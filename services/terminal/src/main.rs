// attendance-terminal: Runs the device resilience layer against an MQTT broker.
//
// Wires together the credential store, offline queue, broker session and
// firmware updater, then drives the terminal until shutdown or a scheduled
// restart. A restart exits with status 0 so the supervisor starts us again.

use std::path::PathBuf;

use at_updater::{FileSlot, HttpFirmwareSource};
use clap::{Arg, Command};
use terminal::api::ApiClient;
use terminal::broker::MqttBroker;
use terminal::config::{DEFAULT_CONFIG_PATH, load_config_from_path};
use terminal::hooks::HostProbe;
use terminal::session::client_id;
use terminal::storage::credentials::SqliteCredentialStore;
use terminal::storage::offline_queue::OfflineQueue;
use terminal::{DeviceContext, Terminal, TerminalParts, TransportSession};
use tokio::sync::watch;
use tracing::{info, warn};

#[tokio::main]
async fn main() {
    tracing_subscriber::fmt()
        .with_env_filter(
            tracing_subscriber::EnvFilter::try_from_default_env()
                .unwrap_or_else(|_| tracing_subscriber::EnvFilter::new("info")),
        )
        .init();

    info!(version = env!("CARGO_PKG_VERSION"), "attendance terminal starting");

    let matches = Command::new("Attendance Terminal")
        .version(env!("CARGO_PKG_VERSION"))
        .about("Connectivity, offline queue and firmware updates for an attendance terminal")
        .arg(
            Arg::new("config")
                .help("Path to the TOML config file")
                .short('c')
                .long("config")
                .value_parser(clap::value_parser!(PathBuf))
                .default_value(DEFAULT_CONFIG_PATH),
        )
        .get_matches();

    let config_path = matches
        .get_one::<PathBuf>("config")
        .cloned()
        .unwrap_or_else(|| PathBuf::from(DEFAULT_CONFIG_PATH));

    let cfg = match load_config_from_path(&config_path) {
        Ok(cfg) => {
            info!(
                device_id = %cfg.device.id,
                broker = %cfg.broker.host,
                "config loaded"
            );
            cfg
        }
        Err(e) => {
            eprintln!("FATAL: failed to load config: {e}");
            std::process::exit(1);
        }
    };

    // -------------------------------------------------------------------------
    // Local state
    // -------------------------------------------------------------------------
    let credentials =
        match SqliteCredentialStore::open(std::path::Path::new(&cfg.credentials.sqlite_path)) {
            Ok(store) => {
                info!(path = %cfg.credentials.sqlite_path, "credential store opened");
                store
            }
            Err(e) => {
                eprintln!("FATAL: failed to open credential store: {e}");
                std::process::exit(1);
            }
        };
    let queue = OfflineQueue::open(&cfg.queue);
    if queue.is_degraded() {
        warn!(
            path = %cfg.queue.log_path.display(),
            "offline log unavailable, buffering in memory"
        );
    }

    // -------------------------------------------------------------------------
    // Terminal
    // -------------------------------------------------------------------------
    let mut context = DeviceContext::new(
        cfg.identity(),
        cfg.device.firmware_version.clone(),
        Box::new(HostProbe),
    );
    context.ntp_server = cfg.time.ntp_server.clone();
    info!(ntp_server = %context.ntp_server, "time source configured");

    let api = cfg.api.as_ref().map(|api| {
        info!(url = %api.base_url, "backend API enabled");
        ApiClient::new(api.base_url.clone(), &cfg.identity(), api.timeout)
    });

    let mut terminal = Terminal::new(TerminalParts {
        context,
        session: TransportSession::new(MqttBroker::new(), cfg.session.clone()),
        queue,
        batch_max: cfg.queue.batch_max,
        credentials: Box::new(credentials),
        source: Box::new(HttpFirmwareSource::new(
            cfg.device.id.clone(),
            &cfg.device.firmware_version,
        )),
        slot: Box::new(FileSlot::new(cfg.update.slot_path.clone())),
        update: cfg.update.clone(),
        api,
    });

    if cfg.api.is_some()
        && let Err(e) = terminal.authenticate().await
    {
        warn!(error = %e, "backend authentication failed");
    }

    let (shutdown_tx, shutdown_rx) = watch::channel(false);
    tokio::spawn(async move {
        if tokio::signal::ctrl_c().await.is_ok() {
            info!("shutdown signal received");
            let _ = shutdown_tx.send(true);
        }
    });

    let endpoint = cfg
        .broker
        .endpoint(client_id(&cfg.device.namespace, &cfg.device.id));
    if let Err(e) = terminal.connect(endpoint).await {
        warn!(error = %e, "initial broker connect failed, retrying in background");
    }

    match terminal.run(shutdown_rx).await {
        Some(reason) => info!(%reason, "exiting for restart"),
        None => info!("attendance terminal stopped"),
    }
}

**WORK TO BE COMPLETED**
What's needed is every entry, returned word for word.

**ANSWER FOR THIS EXERCISE**
filename services/terminal/src/main.rs
// attendance-terminal: Runs the device resilience layer against an MQTT broker.
//
// Wires together the credential store, offline queue, broker session and
// firmware updater, then drives the terminal until shutdown or a scheduled
// restart. A restart exits with status 0 so the supervisor starts us again.

use std::path::PathBuf;

use at_updater::{FileSlot, HttpFirmwareSource};
use clap::{Arg, Command};
use terminal::api::ApiClient;
use terminal::broker::MqttBroker;
use terminal::config::{DEFAULT_CONFIG_PATH, load_config_from_path};
use terminal::hooks::HostProbe;
use terminal::session::client_id;
use terminal::storage::credentials::SqliteCredentialStore;
use terminal::storage::offline_queue::OfflineQueue;
use terminal::{DeviceContext, Terminal, TerminalParts, TransportSession};
use tokio::sync::watch;
use tracing::{info, warn};

#[tokio::main]
async fn main() {
    tracing_subscriber::fmt()
        .with_env_filter(
            tracing_subscriber::EnvFilter::try_from_default_env()
                .unwrap_or_else(|_| tracing_subscriber::EnvFilter::new("info")),
        )
        .init();

    info!(version = env!("CARGO_PKG_VERSION"), "attendance terminal starting");

    let matches = Command::new("Attendance Terminal")
        .version(env!("CARGO_PKG_VERSION"))
        .about("Connectivity, offline queue and firmware updates for an attendance terminal")
        .arg(
            Arg::new("config")
                .help("Path to the TOML config file")
                .short('c')
                .long("config")
                .value_parser(clap::value_parser!(PathBuf))
                .default_value(DEFAULT_CONFIG_PATH),
        )
        .get_matches();

    let config_path = matches
        .get_one::<PathBuf>("config")
        .cloned()
        .unwrap_or_else(|| PathBuf::from(DEFAULT_CONFIG_PATH));

    let cfg = match load_config_from_path(&config_path) {
        Ok(cfg) => {
            info!(
                device_id = %cfg.device.id,
                broker = %cfg.broker.host,
                "config loaded"
            );
            cfg
        }
        Err(e) => {
            eprintln!("FATAL: failed to load config: {e}");
            std::process::exit(1);
        }
    };

    // -------------------------------------------------------------------------
    // Local state
    // -------------------------------------------------------------------------
    let credentials =
        match SqliteCredentialStore::open(std::path::Path::new(&cfg.credentials.sqlite_path)) {
            Ok(store) => {
                info!(path = %cfg.credentials.sqlite_path, "credential store opened");
                store
            }
            Err(e) => {
                eprintln!("FATAL: failed to open credential store: {e}");
                std::process::exit(1);
            }
        };
    let queue = OfflineQueue::open(&cfg.queue);
    if queue.is_degraded() {
        warn!(
            path = %cfg.queue.log_path.display(),
            "offline log unavailable, buffering in memory"
        );
    }

    // -------------------------------------------------------------------------
    // Terminal
    // -------------------------------------------------------------------------
    let mut context = DeviceContext::new(
        cfg.identity(),
        cfg.device.firmware_version.clone(),
        Box::new(HostProbe),
    );
    context.ntp_server = cfg.time.ntp_server.clone();
    info!(ntp_server = %context.ntp_server, "time source configured");

    let api = cfg.api.as_ref().map(|api| {
        info!(url = %api.base_url, "backend API enabled");
        ApiClient::new(api.base_url.clone(), &cfg.identity(), api.timeout)
    });

    let mut terminal = Terminal::new(TerminalParts {
        context,
        session: TransportSession::new(MqttBroker::new(), cfg.session.clone()),
        queue,
        batch_max: cfg.queue.batch_max,
        credentials: Box::new(credentials),
        source: Box::new(HttpFirmwareSource::new(
            cfg.device.id.clone(),
            &cfg.device.firmware_version,
        )),
        slot: Box::new(FileSlot::new(cfg.update.slot_path.clone())),
        update: cfg.update.clone(),
        api,
    });

    if cfg.api.is_some()
        && let Err(e) = terminal.authenticate().await
    {
        warn!(error = %e, "backend authentication failed");
    }

    let (shutdown_tx, shutdown_rx) = watch::channel(false);
    tokio::spawn(async move {
        if tokio::signal::ctrl_c().await.is_ok() {
            info!("shutdown signal received");
            let _ = shutdown_tx.send(true);
        }
    });

    let endpoint = cfg
        .broker
        .endpoint(client_id(&cfg.device.namespace, &cfg.device.id));
    if let Err(e) = terminal.connect(endpoint).await {
        warn!(error = %e, "initial broker connect failed, retrying in background");
    }

    match terminal.run(shutdown_rx).await {
        Some(reason) => info!(%reason, "exiting for restart"),
        None => info!("attendance terminal stopped"),
    }
}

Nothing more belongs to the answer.